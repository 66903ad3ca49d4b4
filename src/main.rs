//! Sumi-Reach main entry point
//!
//! This is the command-line interface for the Sumi-Reach crawler.

use anyhow::Context;
use clap::Parser;
use std::path::PathBuf;
use sumi_reach::config::{read_config_with_hash, validate, Config, DepthBoundary};
use sumi_reach::crawler::Coordinator;
use sumi_reach::output::{print_report, sink_for};
use tracing_subscriber::EnvFilter;

/// Sumi-Reach: a bounded, concurrent web crawler
///
/// Starts from one or more seed URLs, follows links up to a maximum depth
/// with a fixed pool of workers, and saves every fetched page.
#[derive(Parser, Debug)]
#[command(name = "sumi-reach")]
#[command(version)]
#[command(about = "A bounded, concurrent web crawler", long_about = None)]
struct Cli {
    /// Seed URLs (replace any seeds from the config file)
    #[arg(value_name = "URL")]
    seeds: Vec<String>,

    /// Path to TOML configuration file
    #[arg(short, long, value_name = "FILE")]
    config: Option<PathBuf>,

    /// Number of concurrent workers [default: 5]
    #[arg(short, long)]
    workers: Option<usize>,

    /// Maximum link depth from a seed [default: 3]
    #[arg(short = 'd', long)]
    max_depth: Option<u32>,

    /// Do not fetch pages sitting exactly at the maximum depth
    #[arg(long)]
    exclusive_depth: bool,

    /// Directory fetched pages are written to [default: .]
    #[arg(short, long, value_name = "DIR")]
    output_dir: Option<String>,

    /// Do not write fetched pages to disk
    #[arg(long)]
    no_save: bool,

    /// User-Agent header sent with every request
    #[arg(long)]
    user_agent: Option<String>,

    /// Per-request timeout in seconds (transport default when unset)
    #[arg(long, value_name = "SECS")]
    timeout: Option<u64>,

    /// Increase logging verbosity (-v, -vv, -vvv)
    #[arg(short, long, action = clap::ArgAction::Count)]
    verbose: u8,

    /// Suppress non-error output
    #[arg(short, long, conflicts_with = "verbose")]
    quiet: bool,

    /// Validate the configuration and show it without crawling
    #[arg(long)]
    dry_run: bool,
}

#[tokio::main]
async fn main() -> anyhow::Result<()> {
    let cli = Cli::parse();

    setup_logging(cli.verbose, cli.quiet);

    let config = build_config(&cli)?;
    if let Err(e) = validate(&config) {
        tracing::error!("Invalid configuration: {}", e);
        return Err(e.into());
    }

    if cli.dry_run {
        handle_dry_run(&config);
        return Ok(());
    }

    handle_crawl(config).await
}

/// Sets up the logging/tracing subscriber based on verbosity level
fn setup_logging(verbose: u8, quiet: bool) {
    let filter = if quiet {
        EnvFilter::new("error")
    } else {
        match verbose {
            0 => EnvFilter::new("sumi_reach=info,warn"),
            1 => EnvFilter::new("sumi_reach=debug,info"),
            2 => EnvFilter::new("sumi_reach=trace,debug"),
            _ => EnvFilter::new("trace"),
        }
    };

    tracing_subscriber::fmt()
        .with_env_filter(filter)
        .with_target(false)
        .with_thread_ids(false)
        .with_file(false)
        .init();
}

/// Merges the optional config file with command-line overrides
fn build_config(cli: &Cli) -> anyhow::Result<Config> {
    let mut config = match &cli.config {
        Some(path) => {
            tracing::info!("Loading configuration from: {}", path.display());
            let (config, hash) = read_config_with_hash(path)
                .with_context(|| format!("Failed to load config file {}", path.display()))?;
            tracing::info!("Configuration loaded successfully (hash: {})", hash);
            config
        }
        None => Config::default(),
    };

    if !cli.seeds.is_empty() {
        config.seeds = cli.seeds.clone();
    }
    if let Some(workers) = cli.workers {
        config.crawler.worker_count = workers;
    }
    if let Some(max_depth) = cli.max_depth {
        config.crawler.max_depth = max_depth;
    }
    if cli.exclusive_depth {
        config.crawler.depth_boundary = DepthBoundary::Exclusive;
    }
    if let Some(user_agent) = &cli.user_agent {
        config.crawler.user_agent = user_agent.clone();
    }
    if cli.timeout.is_some() {
        config.crawler.request_timeout_secs = cli.timeout;
    }
    if let Some(dir) = &cli.output_dir {
        config.output.directory = dir.clone();
    }
    if cli.no_save {
        config.output.save_pages = false;
    }

    Ok(config)
}

/// Handles the --dry-run mode: shows what would be crawled
fn handle_dry_run(config: &Config) {
    println!("=== Sumi-Reach Dry Run ===\n");

    println!("Crawler Configuration:");
    println!("  Workers: {}", config.crawler.worker_count);
    println!("  Max depth: {}", config.crawler.max_depth);
    println!("  Depth boundary: {:?}", config.crawler.depth_boundary);
    println!("  User agent: {}", config.crawler.user_agent);
    match config.crawler.request_timeout_secs {
        Some(secs) => println!("  Request timeout: {}s", secs),
        None => println!("  Request timeout: transport default"),
    }

    println!("\nOutput:");
    if config.output.save_pages {
        println!("  Directory: {}", config.output.directory);
    } else {
        println!("  Pages are not saved");
    }

    println!("\nSeeds ({}):", config.seeds.len());
    for seed in &config.seeds {
        println!("  - {}", seed);
    }

    println!("\n✓ Configuration is valid");
}

/// Handles the main crawl operation
async fn handle_crawl(config: Config) -> anyhow::Result<()> {
    tracing::info!("Total seed URLs: {}", config.seeds.len());

    let sink = sink_for(&config.output)?;
    let coordinator = Coordinator::new(config, sink)?;

    let stop = coordinator.stop_handle();
    tokio::spawn(async move {
        if tokio::signal::ctrl_c().await.is_ok() {
            stop.stop();
        }
    });

    match coordinator.run().await {
        Ok(report) => {
            if !report.stopped {
                tracing::info!("Crawling finished");
            }
            print_report(&report);
            Ok(())
        }
        Err(e) => {
            tracing::error!("Crawl failed: {}", e);
            Err(e.into())
        }
    }
}
//! URL handling module for Sumi-Reach
//!
//! Link resolution is a pure function of its inputs: no shared state, no I/O.
//! Every URL that reaches the frontier has passed through this module, which
//! keeps the dedup set keyed on one canonical spelling per target.

mod normalize;

pub use normalize::{normalize_seed, resolve};
use crate::config::types::{Config, CrawlerConfig, OutputConfig};
use crate::ConfigError;
use url::Url;

/// Upper bound on the worker pool size
const MAX_WORKER_COUNT: usize = 256;

/// Validates the entire configuration
pub fn validate(config: &Config) -> Result<(), ConfigError> {
    validate_crawler_config(&config.crawler)?;
    validate_output_config(&config.output)?;
    validate_seeds(&config.seeds)?;
    Ok(())
}

/// Validates crawler configuration
fn validate_crawler_config(config: &CrawlerConfig) -> Result<(), ConfigError> {
    // max_depth >= 0 is always true for u32, so no check needed

    if config.worker_count < 1 || config.worker_count > MAX_WORKER_COUNT {
        return Err(ConfigError::Validation(format!(
            "worker_count must be between 1 and {}, got {}",
            MAX_WORKER_COUNT, config.worker_count
        )));
    }

    if config.user_agent.trim().is_empty() {
        return Err(ConfigError::Validation(
            "user_agent cannot be empty".to_string(),
        ));
    }

    if config.request_timeout_secs == Some(0) {
        return Err(ConfigError::Validation(
            "request_timeout_secs must be >= 1 when set".to_string(),
        ));
    }

    Ok(())
}

/// Validates output configuration
fn validate_output_config(config: &OutputConfig) -> Result<(), ConfigError> {
    if config.save_pages && config.directory.is_empty() {
        return Err(ConfigError::Validation(
            "output directory cannot be empty when save_pages is enabled".to_string(),
        ));
    }

    Ok(())
}

/// Validates seed URLs
fn validate_seeds(seeds: &[String]) -> Result<(), ConfigError> {
    if seeds.is_empty() {
        return Err(ConfigError::Validation(
            "at least one seed URL is required".to_string(),
        ));
    }

    for seed in seeds {
        let url = Url::parse(seed)
            .map_err(|e| ConfigError::InvalidUrl(format!("Invalid seed URL '{}': {}", seed, e)))?;

        if url.scheme() != "http" && url.scheme() != "https" {
            return Err(ConfigError::InvalidUrl(format!(
                "Seed URL '{}' must use the http or https scheme",
                seed
            )));
        }
    }

    Ok(())
}
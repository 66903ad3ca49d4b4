//! Crawler coordinator - worker pool and crawl orchestration
//!
//! This module contains the worker loop that drives a crawl:
//! - Seeding the frontier from the configuration
//! - Running a fixed pool of workers that claim tasks from the frontier
//! - Fetching pages, handing bodies to the sink, and queueing new links
//! - Detecting the end of the crawl and producing a report

use crate::config::{validate, Config};
use crate::crawler::extractor::extract_links;
use crate::crawler::fetcher::{build_http_client, fetch_url, FetchResult};
use crate::crawler::frontier::{Claim, CrawlTask, DepthLimit, Frontier};
use crate::output::{sink_for, CrawlReport, CrawlStats, Sink};
use crate::url::{normalize_seed, resolve};
use crate::CrawlError;
use chrono::Utc;
use reqwest::Client;
use std::sync::Arc;
use std::time::Instant;

/// Log a progress line every this many fetched pages
const PROGRESS_INTERVAL: usize = 10;

/// Main crawler coordinator structure
///
/// One coordinator owns one crawl session: its frontier, client, sink and
/// counters are created in [`Coordinator::new`] and dropped when
/// [`Coordinator::run`] returns.
pub struct Coordinator {
    config: Arc<Config>,
    frontier: Arc<Frontier>,
    client: Client,
    sink: Arc<dyn Sink>,
    stats: Arc<CrawlStats>,
}

impl Coordinator {
    /// Creates a new coordinator instance
    ///
    /// Validates the configuration, builds the HTTP client and seeds the
    /// frontier. This is the only place a crawl can fail: once `run` starts,
    /// per-page errors are logged and skipped.
    ///
    /// # Arguments
    ///
    /// * `config` - The crawler configuration
    /// * `sink` - Receives the body of every successfully fetched page
    ///
    /// # Returns
    ///
    /// * `Ok(Coordinator)` - Ready to run
    /// * `Err(CrawlError)` - Invalid configuration or client setup failure
    pub fn new(config: Config, sink: Arc<dyn Sink>) -> Result<Self, CrawlError> {
        validate(&config)?;

        let seeds = config
            .seeds
            .iter()
            .map(|seed| normalize_seed(seed))
            .collect::<Result<Vec<_>, _>>()?;

        let client = build_http_client(&config.crawler)?;

        let frontier = Frontier::new(DepthLimit::from(&config.crawler));
        let seeded = frontier.seed(seeds);
        tracing::info!("Seeded frontier with {} URLs", seeded);

        Ok(Self {
            config: Arc::new(config),
            frontier: Arc::new(frontier),
            client,
            sink,
            stats: Arc::new(CrawlStats::new()),
        })
    }

    /// Returns the frontier shared by this crawl's workers
    pub fn frontier(&self) -> &Arc<Frontier> {
        &self.frontier
    }

    /// Returns a handle that can stop the crawl from another task
    pub fn stop_handle(&self) -> StopHandle {
        StopHandle {
            frontier: Arc::clone(&self.frontier),
        }
    }

    /// Runs the crawl to completion
    ///
    /// Spawns `worker_count` workers and waits for all of them. Workers exit
    /// once the frontier is empty and no task is in flight, or after a stop
    /// request once their current page is done.
    pub async fn run(self) -> Result<CrawlReport, CrawlError> {
        let started_at = Utc::now();
        let start_time = Instant::now();
        let worker_count = self.config.crawler.worker_count;

        tracing::info!(
            "Starting crawl with {} workers (max depth {}, {:?} boundary)",
            worker_count,
            self.config.crawler.max_depth,
            self.config.crawler.depth_boundary
        );

        let handles: Vec<_> = (0..worker_count)
            .map(|id| {
                let worker = Worker {
                    id,
                    frontier: Arc::clone(&self.frontier),
                    client: self.client.clone(),
                    sink: Arc::clone(&self.sink),
                    stats: Arc::clone(&self.stats),
                };
                tokio::spawn(worker.run())
            })
            .collect();

        let mut failure = None;
        for (id, handle) in handles.into_iter().enumerate() {
            if let Err(e) = handle.await {
                tracing::error!("Worker {} terminated abnormally: {}", id, e);
                if failure.is_none() {
                    failure = Some(CrawlError::Worker {
                        id,
                        message: e.to_string(),
                    });
                }
            }
        }

        if let Some(e) = failure {
            return Err(e);
        }

        let stopped = self.frontier.is_closed();
        let report = self.stats.report(
            self.frontier.seen_len(),
            self.frontier.pending_len(),
            started_at,
            start_time.elapsed(),
            stopped,
        );

        tracing::info!(
            "Crawl {}: {} pages fetched, {} failed, {} URLs seen in {:?}",
            if stopped { "stopped" } else { "completed" },
            report.pages_fetched,
            report.pages_failed,
            report.urls_seen,
            report.elapsed
        );

        Ok(report)
    }
}

/// Cooperative stop signal for a running crawl
///
/// Stopping never interrupts a fetch in progress: workers finish their
/// current page and then find no more work.
#[derive(Debug, Clone)]
pub struct StopHandle {
    frontier: Arc<Frontier>,
}

impl StopHandle {
    pub fn stop(&self) {
        tracing::info!("Stop requested, finishing in-flight pages");
        self.frontier.close();
    }

    pub fn is_stopped(&self) -> bool {
        self.frontier.is_closed()
    }
}

/// Releases a claimed in-flight slot when dropped, including on panic
struct InFlight<'a>(&'a Frontier);

impl Drop for InFlight<'_> {
    fn drop(&mut self) {
        self.0.complete();
    }
}

struct Worker {
    id: usize,
    frontier: Arc<Frontier>,
    client: Client,
    sink: Arc<dyn Sink>,
    stats: Arc<CrawlStats>,
}

impl Worker {
    async fn run(self) {
        tracing::trace!("Worker {} started", self.id);

        loop {
            let changed = self.frontier.changed();

            match self.frontier.claim() {
                Claim::Task(task) => {
                    drop(changed);
                    let _slot = InFlight(&self.frontier);
                    self.process(&task).await;
                }
                Claim::Idle => changed.await,
                Claim::Exhausted => break,
            }
        }

        tracing::trace!("Worker {} finished", self.id);
    }

    /// Fetches one page and queues the links it contains
    async fn process(&self, task: &CrawlTask) {
        tracing::debug!("Fetching URL: {} (depth {})", task.url, task.depth);

        match fetch_url(&self.client, &task.url).await {
            FetchResult::Success {
                status_code, body, ..
            } => {
                let fetched = self.stats.record_fetched();
                tracing::debug!("Successfully fetched: {} (status {})", task.url, status_code);

                // Skip extraction when no child could be admitted anyway
                if self.frontier.limit().admits(task.depth.saturating_add(1)) {
                    self.discover(task, &body);
                }

                self.persist(task.url.clone(), body).await;

                if fetched % PROGRESS_INTERVAL == 0 {
                    tracing::info!(
                        "Progress: {} pages fetched, {} pending, {} in flight, {} URLs seen",
                        fetched,
                        self.frontier.pending_len(),
                        self.frontier.in_flight(),
                        self.frontier.seen_len()
                    );
                }
            }
            failure => {
                self.stats.record_failed();
                if let Some(e) = failure.error() {
                    tracing::warn!("Failed to fetch {}: {}", task.url, e);
                }
            }
        }
    }

    fn discover(&self, task: &CrawlTask, body: &str) {
        let depth = task.depth.saturating_add(1);

        for link in extract_links(body) {
            let url = match resolve(&task.url, link) {
                Ok(url) => url,
                Err(e) => {
                    self.stats.record_invalid();
                    tracing::debug!("Skipping link {:?} on {}: {}", link, task.url, e);
                    continue;
                }
            };

            if self.frontier.try_discover(&url, depth) {
                self.stats.record_discovered();
                tracing::debug!("Discovered URL: {} (depth {})", url, depth);
            } else {
                self.stats.record_rejected();
                tracing::trace!("Already seen or too deep: {}", url);
            }
        }
    }

    async fn persist(&self, url: String, body: String) {
        let sink = Arc::clone(&self.sink);
        let outcome = tokio::task::spawn_blocking(move || {
            let result = sink.persist(&url, &body);
            (url, result)
        })
        .await;

        match outcome {
            Ok((_, Ok(()))) => {}
            Ok((url, Err(e))) => {
                self.stats.record_sink_failure();
                tracing::warn!("Failed to save content of {}: {}", url, e);
            }
            Err(e) => {
                self.stats.record_sink_failure();
                tracing::warn!("Sink task failed: {}", e);
            }
        }
    }
}

/// Runs a complete crawl with the sink described by the configuration
///
/// # Example
///
/// ```no_run
/// use sumi_reach::config::load_config;
/// use sumi_reach::crawler::run_crawl;
/// use std::path::Path;
///
/// # async fn example() -> Result<(), Box<dyn std::error::Error>> {
/// let config = load_config(Path::new("crawl.toml"))?;
/// let report = run_crawl(config).await?;
/// println!("{} pages fetched", report.pages_fetched);
/// # Ok(())
/// # }
/// ```
pub async fn run_crawl(config: Config) -> Result<CrawlReport, CrawlError> {
    validate(&config)?;
    let sink = sink_for(&config.output)?;
    Coordinator::new(config, sink)?.run().await
}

## Instructions for the task
Which lines in the material contain the word "pool"? Pull each of them out.

## Task response
/// with a fixed pool of workers, and saves every fetched page.
/// Upper bound on the worker pool size
//! Crawler coordinator - worker pool and crawl orchestration
//! - Running a fixed pool of workers that claim tasks from the frontier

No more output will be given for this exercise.